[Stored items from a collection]
□ □ □ □

//! The compile pipeline
//!
//! `resolve -> register -> simple types -> complex types -> entries`. Each
//! stage reads the borrowed schema and the tables of the stages before it;
//! nothing is shared with the input after [`compile`] returns.

mod attribute_uses;
mod automaton;
mod content;
mod cycles;
pub mod digest;
mod glushkov;
mod particles;
mod registry;
mod resolver;
mod simple_types;
mod substitutions;

use std::collections::BTreeMap;

use tracing::{debug, instrument, warn};

use self::attribute_uses::{attribute_type, value_constraint, AttributeResolver};
use self::content::ContentCompiler;
use self::registry::{Registry, TypeSlot};
use self::resolver::SchemaIndex;
use self::simple_types::{compile_simple_types, text_type, SimpleTypes};
use crate::compiled::{
    AttributeEntry, CompiledSchema, ComplexTypeEntry, ContentModel, ElemId, ElementEntry,
    IdentityConstraintEntry, IdentityKind, SimpleTypeEntry, TypeEntry, TypeId, ValidatorId,
    ValidatorKind, ANY_TYPE,
};
use crate::components::{DerivationMethod, DerivationSet, IdentityConstraintKind, Variety};
use crate::error::{CompileError, CompileErrorKind, Result};
use crate::limits::Limits;
use crate::namespaces::QName;

/// Compile a schema into its immutable validation artifact
///
/// The schema is only borrowed; compiling the same schema twice gives
/// artifacts with the same [`CompiledSchema::digest`].
#[instrument(skip_all, fields(target_namespace = ?schema.target_namespace))]
pub fn compile(schema: &crate::components::XsdSchema, limits: &Limits) -> Result<CompiledSchema> {
    match compile_inner(schema, limits) {
        Ok(compiled) => Ok(compiled),
        Err(e) => {
            warn!(kind = %e.kind, component = ?e.component, "{}", e.message);
            Err(e.into())
        }
    }
}

fn compile_inner(
    schema: &crate::components::XsdSchema,
    limits: &Limits,
) -> std::result::Result<CompiledSchema, CompileError> {
    let index = resolver::resolve(schema)?;
    let mut registry = Registry::build(&index);
    cycles::check_cycles(&index, &registry)?;
    registry.assign_element_types();
    let substitution_groups = substitutions::substitution_groups(&registry)?;
    let mut simple = compile_simple_types(&registry, limits)?;

    let types = type_entries(&index, &registry, &substitution_groups, &mut simple, limits)?;
    let elements = element_entries(&index, &registry, &types, &mut simple)?;
    let attributes = attribute_entries(&registry, &mut simple)?;

    let elements_with_constraints: Vec<ElemId> = elements
        .iter()
        .enumerate()
        .filter(|(_, e)| !e.constraints.is_empty())
        .map(|(i, _)| ElemId(i as u32))
        .collect();
    let states: usize = types
        .iter()
        .filter_map(TypeEntry::as_complex)
        .filter_map(|ct| ct.content.dfa())
        .map(|dfa| dfa.state_count())
        .sum();
    debug!(
        types = types.len(),
        elements = elements.len(),
        attributes = attributes.len(),
        states,
        values = simple.tables.values.len(),
        "schema compiled"
    );

    Ok(CompiledSchema {
        target_namespace: schema.target_namespace.clone(),
        types,
        elements,
        attributes,
        tables: simple.tables,
        global_types: registry.global_types.clone(),
        global_elements: registry.global_elements.clone(),
        global_attributes: registry.global_attributes.clone(),
        substitution_groups,
        elements_with_constraints,
        type_validators: simple.validators,
        limits: limits.clone(),
    })
}

fn variety(simple: &SimpleTypes, validator: ValidatorId) -> Variety {
    match simple.tables.validator(validator).map(|v| &v.kind) {
        Some(ValidatorKind::List { .. }) => Variety::List,
        Some(ValidatorKind::Union { .. }) => Variety::Union,
        _ => Variety::Atomic,
    }
}

fn type_entries(
    index: &SchemaIndex<'_>,
    registry: &Registry<'_>,
    substitutions: &BTreeMap<ElemId, Vec<ElemId>>,
    simple: &mut SimpleTypes,
    limits: &Limits,
) -> std::result::Result<Vec<TypeEntry>, CompileError> {
    let contents = ContentCompiler::new(registry, index, limits, substitutions);
    let mut resolver = AttributeResolver::new(registry, index);
    let mut entries = Vec::with_capacity(registry.types.len());

    for i in 0..registry.types.len() {
        let id = TypeId(i as u32);
        let info = registry.type_info(id);
        let base = registry.base_of(id);

        if !info.is_complex() {
            let validator = simple.validator(id).ok_or_else(|| {
                CompileError::new(
                    CompileErrorKind::StructureViolation,
                    format!("simple type {} has no validator", info.display_name()),
                )
            })?;
            entries.push(TypeEntry::Simple(SimpleTypeEntry {
                name: info.name.clone(),
                base: base.map(|(b, _)| b),
                derivation: base.map_or(DerivationMethod::Restriction, |(_, m)| m),
                variety: variety(simple, validator),
                final_set: registry.type_final(id),
                validator,
                builtin: matches!(info.slot, TypeSlot::Builtin(_)),
            }));
            continue;
        }

        let component = info.display_name();
        let (is_abstract, mixed, block) = match info.slot {
            TypeSlot::Complex(def) => {
                if let Some((base_id, method)) = base {
                    if registry.type_final(base_id).contains(method) {
                        return Err(CompileError::new(
                            CompileErrorKind::StructureViolation,
                            format!(
                                "{} cannot be derived by {} from {}: final",
                                component,
                                method,
                                registry.type_info(base_id).display_name()
                            ),
                        )
                        .with_component(component));
                    }
                }
                (def.is_abstract, def.mixed, registry.type_block(def))
            }
            _ => (false, true, DerivationSet::empty()),
        };
        let attributes = resolver
            .resolve(id, simple)
            .map_err(|e| e.with_component(component.clone()))?;
        let content = contents
            .compile(id, simple)
            .map_err(|e| e.with_component(component.clone()))?;

        entries.push(TypeEntry::Complex(ComplexTypeEntry {
            name: info.name.clone(),
            base: if id == ANY_TYPE { None } else { base.map(|(b, _)| b) },
            derivation: base.map_or(DerivationMethod::Restriction, |(_, m)| m),
            is_abstract,
            mixed,
            block,
            final_set: registry.type_final(id),
            attributes: attributes.uses,
            any_attribute: attributes.wildcard,
            content,
        }));
    }
    Ok(entries)
}

/// Validator for an element's text, falling back to `xs:string` for mixed
/// content so value constraints can still be checked
fn element_text_validator(
    registry: &Registry<'_>,
    types: &[TypeEntry],
    simple: &SimpleTypes,
    type_id: TypeId,
) -> (Option<ValidatorId>, bool) {
    if let Some(validator) = text_type(registry, type_id).and_then(|t| simple.validator(t)) {
        return (Some(validator), true);
    }
    let mixed = types
        .get(type_id.index())
        .and_then(TypeEntry::as_complex)
        .map_or(false, |ct| matches!(ct.content, ContentModel::Elements { mixed: true, .. }));
    let string = registry
        .global_types
        .get(&QName::xsd(crate::components::builtins::XSD_STRING))
        .and_then(|id| simple.validator(*id));
    (string.filter(|_| mixed), false)
}

fn element_entries(
    index: &SchemaIndex<'_>,
    registry: &Registry<'_>,
    types: &[TypeEntry],
    simple: &mut SimpleTypes,
) -> std::result::Result<Vec<ElementEntry>, CompileError> {
    let mut entries = Vec::with_capacity(registry.elements.len());
    for (i, info) in registry.elements.iter().enumerate() {
        let decl = info.decl;
        let type_id = registry.element_type(ElemId(i as u32));
        let (text, is_text) = element_text_validator(registry, types, simple, type_id);

        let mut constrained = |vc: Option<&crate::components::ValueConstraint>| match vc {
            None => Ok(None),
            Some(vc) => match text {
                Some(validator) => value_constraint(simple, validator, vc, &info.name).map(Some),
                None => Err(CompileError::new(
                    CompileErrorKind::InvalidValueConstraint,
                    format!("{} has element-only content and cannot carry a value constraint", info.name),
                )),
            },
        };
        let default = constrained(decl.default.as_ref())?;
        let fixed = constrained(decl.fixed.as_ref())?;

        let constraints = decl
            .identity_constraints
            .iter()
            .map(|c| IdentityConstraintEntry {
                name: index.qname(&c.name),
                kind: match &c.kind {
                    IdentityConstraintKind::Unique => IdentityKind::Unique,
                    IdentityConstraintKind::Key => IdentityKind::Key,
                    IdentityConstraintKind::KeyRef(refer) => IdentityKind::KeyRef(refer.clone()),
                },
                selector: c.selector.clone(),
                fields: c.fields.clone(),
                namespaces: c.namespaces.clone(),
            })
            .collect();

        entries.push(ElementEntry {
            name: info.name.clone(),
            type_id,
            validator: text.filter(|_| is_text),
            nillable: decl.nillable,
            is_abstract: decl.is_abstract,
            default,
            fixed,
            block: registry.element_block(decl),
            final_set: registry.element_final(decl),
            substitution_head: decl
                .substitution_group
                .as_ref()
                .and_then(|head| registry.global_elements.get(head).copied()),
            constraints,
            global: info.global,
        });
    }
    Ok(entries)
}

fn attribute_entries(
    registry: &Registry<'_>,
    simple: &mut SimpleTypes,
) -> std::result::Result<Vec<AttributeEntry>, CompileError> {
    let mut entries = Vec::with_capacity(registry.attributes.len());
    for (i, info) in registry.attributes.iter().enumerate() {
        let type_id = attribute_type(registry, crate::compiled::AttrId(i as u32));
        let validator = simple.validator(type_id).ok_or_else(|| {
            CompileError::new(
                CompileErrorKind::StructureViolation,
                format!("attribute {} does not have a simple type", info.name),
            )
        })?;
        let default = info
            .decl
            .default
            .as_ref()
            .map(|vc| value_constraint(simple, validator, vc, &info.name))
            .transpose()?;
        let fixed = info
            .decl
            .fixed
            .as_ref()
            .map(|vc| value_constraint(simple, validator, vc, &info.name))
            .transpose()?;
        entries.push(AttributeEntry {
            name: info.name.clone(),
            type_id,
            validator,
            default,
            fixed,
            global: info.global,
        });
    }
    Ok(entries)
}

#[cfg(test)]
mod tests {
    use super::*;
    use crate::components::{
        AttributeDecl, ComplexTypeDef, ElementDecl, Particle, SimpleTypeDef, TypeRef,
        ValueConstraint, XsdSchema,
    };

    #[test]
    fn test_registries_cover_every_declaration() {
        let mut schema = XsdSchema::new(Some("urn:t"));
        schema
            .add_simple_type(SimpleTypeDef::list(Some("ints"), TypeRef::xsd("int")))
            .add_attribute(AttributeDecl::new("lang").with_default(ValueConstraint::new("en")))
            .add_element(ElementDecl::new("root").with_type(TypeRef::complex(
                ComplexTypeDef::element_only(
                    None,
                    Particle::sequence(vec![Particle::element(
                        ElementDecl::new("n").with_type(TypeRef::named(QName::new(Some("urn:t"), "ints"))),
                    )]),
                ),
            )));
        let compiled = compile(&schema, &Limits::default()).unwrap();
        assert_eq!(compiled.elements.len(), 2);
        assert_eq!(compiled.attributes.len(), 1);
        assert!(compiled.attributes[0].default.is_some());
        let root = compiled.element_by_name(&QName::new(Some("urn:t"), "root")).unwrap();
        assert!(compiled.content_model(compiled.elements[root.index()].type_id).is_some());
        let ints = compiled.type_by_name(&QName::new(Some("urn:t"), "ints")).unwrap();
        let TypeEntry::Simple(entry) = &compiled.types[ints.index()] else {
            panic!("ints is simple");
        };
        assert_eq!(entry.variety, Variety::List);
        assert!(compiled.types[ANY_TYPE.index()].as_complex().is_some());
    }

    #[test]
    fn test_value_constraint_on_element_only_content() {
        let mut schema = XsdSchema::new(None);
        schema.add_element(
            ElementDecl::new("root")
                .with_type(TypeRef::complex(ComplexTypeDef::element_only(
                    None,
                    Particle::sequence(vec![Particle::element(ElementDecl::new("x"))]),
                )))
                .with_default(ValueConstraint::new("text")),
        );
        let err = compile(&schema, &Limits::default()).unwrap_err();
        assert_eq!(err.compile_kind(), Some(CompileErrorKind::InvalidValueConstraint));
    }

    #[test]
    fn test_complex_final_blocks_extension() {
        let mut schema = XsdSchema::new(None);
        schema
            .add_complex_type(
                ComplexTypeDef::element_only(
                    Some("B"),
                    Particle::sequence(vec![Particle::element(ElementDecl::new("a"))]),
                )
                .with_final(DerivationSet::of(&[DerivationMethod::Extension])),
            )
            .add_complex_type(ComplexTypeDef::derived(
                Some("D"),
                TypeRef::named(QName::local("B")),
                DerivationMethod::Extension,
                None,
            ));
        let err = compile(&schema, &Limits::default()).unwrap_err();
        assert_eq!(err.compile_kind(), Some(CompileErrorKind::StructureViolation));
    }

    #[test]
    fn test_builtin_categories_register_as_simple() {
        let compiled = compile(&XsdSchema::new(None), &Limits::default()).unwrap();
        let idrefs = compiled.type_by_name(&QName::xsd("IDREFS")).unwrap();
        assert!(matches!(
            &compiled.types[idrefs.index()],
            TypeEntry::Simple(SimpleTypeEntry { variety: Variety::List, builtin: true, .. })
        ));
    }
}
/// Fixed-width integer built-ins
#[derive(Debug, Clone, Copy, PartialEq, Eq, Hash, PartialOrd, Ord)]
pub enum IntegerKind {
    /// xs:integer
    Integer,
    /// xs:nonPositiveInteger
    NonPositiveInteger,
    /// xs:negativeInteger
    NegativeInteger,
    /// xs:long
    Long,
    /// xs:int
    Int,
    /// xs:short
    Short,
    /// xs:byte
    Byte,
    /// xs:nonNegativeInteger
    NonNegativeInteger,
    /// xs:unsignedLong
    UnsignedLong,
    /// xs:unsignedInt
    UnsignedInt,
    /// xs:unsignedShort
    UnsignedShort,
    /// xs:unsignedByte
    UnsignedByte,
    /// xs:positiveInteger
    PositiveInteger,
}

impl IntegerKind {
    /// Inclusive value bounds; `None` is unbounded on that side
    pub fn bounds(&self) -> (Option<i128>, Option<i128>) {
        match self {
            IntegerKind::Integer => (None, None),
            IntegerKind::NonPositiveInteger => (None, Some(0)),
            IntegerKind::NegativeInteger => (None, Some(-1)),
            IntegerKind::Long => (Some(i64::MIN as i128), Some(i64::MAX as i128)),
            IntegerKind::Int => (Some(i32::MIN as i128), Some(i32::MAX as i128)),
            IntegerKind::Short => (Some(i16::MIN as i128), Some(i16::MAX as i128)),
            IntegerKind::Byte => (Some(i8::MIN as i128), Some(i8::MAX as i128)),
            IntegerKind::NonNegativeInteger => (Some(0), None),
            IntegerKind::UnsignedLong => (Some(0), Some(u64::MAX as i128)),
            IntegerKind::UnsignedInt => (Some(0), Some(u32::MAX as i128)),
            IntegerKind::UnsignedShort => (Some(0), Some(u16::MAX as i128)),
            IntegerKind::UnsignedByte => (Some(0), Some(u8::MAX as i128)),
            IntegerKind::PositiveInteger => (Some(1), None),
        }
    }
}

/// Category of a built-in type
#[derive(Debug, Clone, Copy, PartialEq, Eq)]
pub enum TypeCategory {
    /// anyType and anySimpleType
    Special,
    /// Primitive types
    Primitive,
    /// Derived atomic types
    Derived,
    /// Built-in list types
    List,
}

/// A built-in type entry
#[derive(Debug, Clone)]
pub struct BuiltinType {
    /// Local name in the XSD namespace
    pub name: &'static str,
    /// Category
    pub category: TypeCategory,
    /// Base type name
    pub base_type: Option<&'static str>,
    /// Primitive value space
    pub primitive: Primitive,
    /// Fixed white space mode
    pub white_space: WhiteSpace,
    /// String refinement, if any
    pub string_kind: Option<StringKind>,
    /// Integer refinement, if any
    pub integer_kind: Option<IntegerKind>,
    /// Item type of a built-in list
    pub list_item: Option<&'static str>,
}

impl BuiltinType {
    /// True for xs:anyType, the only complex built-in
    pub fn is_complex(&self) -> bool {
        self.name == XSD_ANY_TYPE
    }
}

□ □ □ □

§ What you are asked to do
If a line of the entries holds the word "ElementEntry", copy it out.

§ Answer section
    AttributeEntry, CompiledSchema, ComplexTypeEntry, ContentModel, ElemId, ElementEntry,
) -> std::result::Result<Vec<ElementEntry>, CompileError> {
        entries.push(ElementEntry {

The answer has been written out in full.